Est-ce du sport ou du pur divertissement : les vives critiques de la F1 à Las Vegas

Le grande critiquedéjà arrivés dans la première édition de 2023 et qui se répètent chaque année, proviennent de deux types de publics différents : d’une part « puristes » de la F1, de l’autre qui à Las Vegas vies ou travailler.

Les fondamentalistes du sport automobile critiquent la course car, sur le plan sportif, elle n’est pas particulièrement excitante mais elle semble juste être une manière de donner de la visibilité à la F1 dans un endroit qui ne lui convient pas. Le circuit est urbain, sans difficultés particulières, avec une très longue ligne droite sur le Strip (la rue des hôtels et des casinos) et un tracé privilégiant la vitesse pure à la technique et aux dépassements. Toute la course devient un moment »instagrammable» pour les spectateurs qui ont payé des milliers de dollars pour assister à l’événement dans l’un des innombrables salons disponibles, avec des concerts et des événements qui impliquent la participation de pilotes qui n’ont pas grand-chose à voir avec l’événement. du vrai sport.

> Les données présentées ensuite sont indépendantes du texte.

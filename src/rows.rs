//! Structural operations. All of them copy values; none of the results alias
//! their sources.

use crate::error::{fatal, MResult, MatrixError};
use crate::matrix::{Matrix, MatrixBase};
use crate::shape::{ensure_dims, ensure_index, ensure_window};
use crate::storage::{BaseData, BaseDataMut};

impl<S> MatrixBase<S>
where
    S: BaseData,
{
    /// Owned copy of the `rows x cols` block starting at `(i, j)`.
    #[track_caller]
    pub fn sub_matrix(&self, i: usize, j: usize, rows: usize, cols: usize) -> Matrix {
        fatal(ensure_window("sub_matrix", self.dims(), (i, j), (rows, cols)));
        self.view(i, j, rows, cols).to_owned()
    }
}

impl<S> MatrixBase<S>
where
    S: BaseDataMut,
{
    pub(crate) fn try_copy_from<S2: BaseData>(&mut self, src: &MatrixBase<S2>) -> MResult<()> {
        ensure_dims("copy_from", self.dims(), src.dims())?;
        self.row_iter_mut()
            .zip(src.row_iter())
            .for_each(|(d, s)| d.copy_from_slice(s));
        Ok(())
    }

    /// Copies every element of `src` into this matrix. Dimensions must match.
    #[track_caller]
    pub fn copy_from<S2: BaseData>(&mut self, src: &MatrixBase<S2>) {
        fatal(self.try_copy_from(src))
    }

    fn try_delete_row<S2: BaseData>(&mut self, src: &MatrixBase<S2>, i: usize) -> MResult<()> {
        let (ar, ac) = src.dims();
        ensure_index("delete_row", i, ar)?;
        ensure_dims("delete_row", (ar - 1, ac), self.dims())?;
        // rows before i, then rows after i shifted up by one
        self.try_view_mut(0, 0, i, ac)?
            .try_copy_from(&src.try_view(0, 0, i, ac)?)?;
        self.try_view_mut(i, 0, ar - i - 1, ac)?
            .try_copy_from(&src.try_view(i + 1, 0, ar - i - 1, ac)?)
    }

    /// Puts every row of `src` except row `i` into this matrix, which must
    /// have one row less than `src`.
    #[track_caller]
    pub fn delete_row<S2: BaseData>(&mut self, src: &MatrixBase<S2>, i: usize) {
        fatal(self.try_delete_row(src, i))
    }

    pub fn delete_row_safe<S2: BaseData>(&mut self, src: &MatrixBase<S2>, i: usize) -> MResult<()> {
        self.try_delete_row(src, i)
    }

    fn try_select_rows<S2: BaseData>(&mut self, src: &MatrixBase<S2>, idx: &[usize]) -> MResult<()> {
        let (ar, ac) = src.dims();
        ensure_dims("select_rows", (idx.len(), ac), self.dims())?;
        if idx.len() > ar {
            return Err(MatrixError::shape("select_rows", (ar, ac), (idx.len(), ac)));
        }
        for &k in idx {
            ensure_index("select_rows", k, ar)?;
        }
        self.row_iter_mut()
            .zip(idx)
            .for_each(|(d, &k)| d.copy_from_slice(src.row_slice(k)));
        Ok(())
    }

    /// Row `k` of this matrix becomes row `idx[k]` of `src`. Indices may
    /// repeat and come in any order.
    #[track_caller]
    pub fn select_rows<S2: BaseData>(&mut self, src: &MatrixBase<S2>, idx: &[usize]) {
        fatal(self.try_select_rows(src, idx))
    }

    /// Same as [`select_rows`](Self::select_rows) but returns the error
    /// instead of raising it. Nothing is written on failure and nothing
    /// unwinds.
    pub fn select_rows_safe<S2: BaseData>(
        &mut self,
        src: &MatrixBase<S2>,
        idx: &[usize],
    ) -> MResult<()> {
        self.try_select_rows(src, idx)
    }

    fn try_scatter_rows<S2: BaseData>(&mut self, src: &MatrixBase<S2>, idx: &[usize]) -> MResult<()> {
        let (ar, ac) = src.dims();
        let (fr, fc) = self.dims();
        if fc != ac || idx.len() > ar {
            return Err(MatrixError::shape("scatter_rows", (ar, ac), (idx.len(), fc)));
        }
        for &k in idx {
            ensure_index("scatter_rows", k, fr)?;
        }
        for (k, &dst) in idx.iter().enumerate() {
            self.row_slice_mut(dst).copy_from_slice(src.row_slice(k));
        }
        Ok(())
    }

    /// Inverse of [`select_rows`](Self::select_rows): row `k` of `src` is
    /// written to row `idx[k]` of this matrix.
    #[track_caller]
    pub fn scatter_rows<S2: BaseData>(&mut self, src: &MatrixBase<S2>, idx: &[usize]) {
        fatal(self.try_scatter_rows(src, idx))
    }

    pub fn scatter_rows_safe<S2: BaseData>(
        &mut self,
        src: &MatrixBase<S2>,
        idx: &[usize],
    ) -> MResult<()> {
        self.try_scatter_rows(src, idx)
    }

    fn try_stack<S2: BaseData, S3: BaseData>(
        &mut self,
        top: &MatrixBase<S2>,
        bottom: &MatrixBase<S3>,
    ) -> MResult<()> {
        let (tr, tc) = top.dims();
        let (br, bc) = bottom.dims();
        ensure_dims("stack", (br, tc), (br, bc))?;
        ensure_dims("stack", (tr + br, tc), self.dims())?;
        self.try_view_mut(0, 0, tr, tc)?.try_copy_from(top)?;
        self.try_view_mut(tr, 0, br, tc)?.try_copy_from(bottom)
    }

    /// Puts `top` above `bottom`.
    #[track_caller]
    pub fn stack<S2: BaseData, S3: BaseData>(&mut self, top: &MatrixBase<S2>, bottom: &MatrixBase<S3>) {
        fatal(self.try_stack(top, bottom))
    }

    pub fn stack_safe<S2: BaseData, S3: BaseData>(
        &mut self,
        top: &MatrixBase<S2>,
        bottom: &MatrixBase<S3>,
    ) -> MResult<()> {
        self.try_stack(top, bottom)
    }
}
use super::error::{MResult, MatrixError};

/// `(rows, cols)`.
pub type Dims = (usize, usize);

#[inline]
pub(crate) fn elem_count(d: Dims) -> usize {
    d.0 * d.1
}

#[inline]
pub(crate) fn transposed(d: Dims) -> Dims {
    (d.1, d.0)
}

#[inline]
pub(crate) fn ensure_dims(op: &'static str, expected: Dims, got: Dims) -> MResult<()> {
    if expected != got {
        return Err(MatrixError::shape(op, expected, got));
    }
    Ok(())
}

#[inline]
pub(crate) fn ensure_index(op: &'static str, index: usize, bound: usize) -> MResult<()> {
    if index >= bound {
        return Err(MatrixError::index(op, index, bound));
    }
    Ok(())
}

// A window must fit inside its parent's extent.
pub(crate) fn ensure_window(
    op: &'static str,
    parent: Dims,
    offset: Dims,
    window: Dims,
) -> MResult<()> {
    let fits = |o: usize, n: usize, bound: usize| o.checked_add(n).map_or(false, |e| e <= bound);
    if !fits(offset.0, window.0, parent.0) || !fits(offset.1, window.1, parent.1) {
        return Err(MatrixError::shape(
            op,
            parent,
            (offset.0.saturating_add(window.0), offset.1.saturating_add(window.1)),
        ));
    }
    Ok(())
}

/// A single-row matrix spanning `cols` columns.
#[inline]
pub(crate) fn ensure_row_vector(op: &'static str, cols: usize, got: Dims) -> MResult<()> {
    ensure_dims(op, (1, cols), got)
}

/// A single-column matrix spanning `rows` rows.
#[inline]
pub(crate) fn ensure_col_vector(op: &'static str, rows: usize, got: Dims) -> MResult<()> {
    ensure_dims(op, (rows, 1), got)
}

Ceux qui vivent quotidiennement dans la ville de Las Vegas se retrouvent plongés dans des semaines de désagrément. Le circuit, comme mentionné, traverse le Strip très fréquenté, et les célèbres hôtels de luxe font partie du décor : la ligne droite principale passe devant des hôtels emblématiques comme le Bellagio, le Caesars Palace, le Venetian, et les prix des chambres donnant sur le circuit montent en flèche. Sécuriser, asphalter et éclairer cette route pour une course nocturne revient effectivement à bloquer toute la ville. Même pour les millions de touristes qui visitent Las Vegas, les jours précédant le Grand Prix sont un véritable enfer. Les fontaines du Bellagio, célèbres pour leurs jeux d’eau mis en musique, sont éteintes, couvertes par une immense tribune temporaire. De nombreux endroits sont inaccessibles, les déplacements deviennent très compliqués, les contrôles de sécurité sont si poussés qu’ils ralentissent la vie quotidienne en ville. On se demande donc s’il vaut la peine de bouleverser une ville qui accueille plus d’un an 40 millions de touristes pour en faire la grande scène d’un événement automobile.

C’est la voie que veut emprunter la F1, malgré les critiques

Le GP de Las Vegas représente pleinement la stratégie que la Formule 1 a entreprise pour promouvoir sa marque dans un avenir proche :

  • La recherche d’un nouveau publicjeune, sur des marchés où la marque F1 n’est pas encore aussi implantée, principalement les États-Unis.
  • Amener les compétitions dans des lieux qui créent « l’événement » plutôt que « la course »à la recherche de dynamiques qui font un clin d’œil au monde social et du style de vie.
  • Augmenter les revenus résultant de la vente de billets en pénétrant dans de grandes zones hospitalitédes événements exclusifs réservés aux sponsors et à un public ultra-sélectionné et des expériences qui vont au-delà de la course elle-même.

Las Vegas est le lieu idéal pour atteindre ces objectifs et incarne parfaitement le carrefour où se trouve aujourd’hui la F1 : d’un côté le sport, la technique, la compétition pure, de l’autre le divertissement, l’expérience totale, la marque mondiale.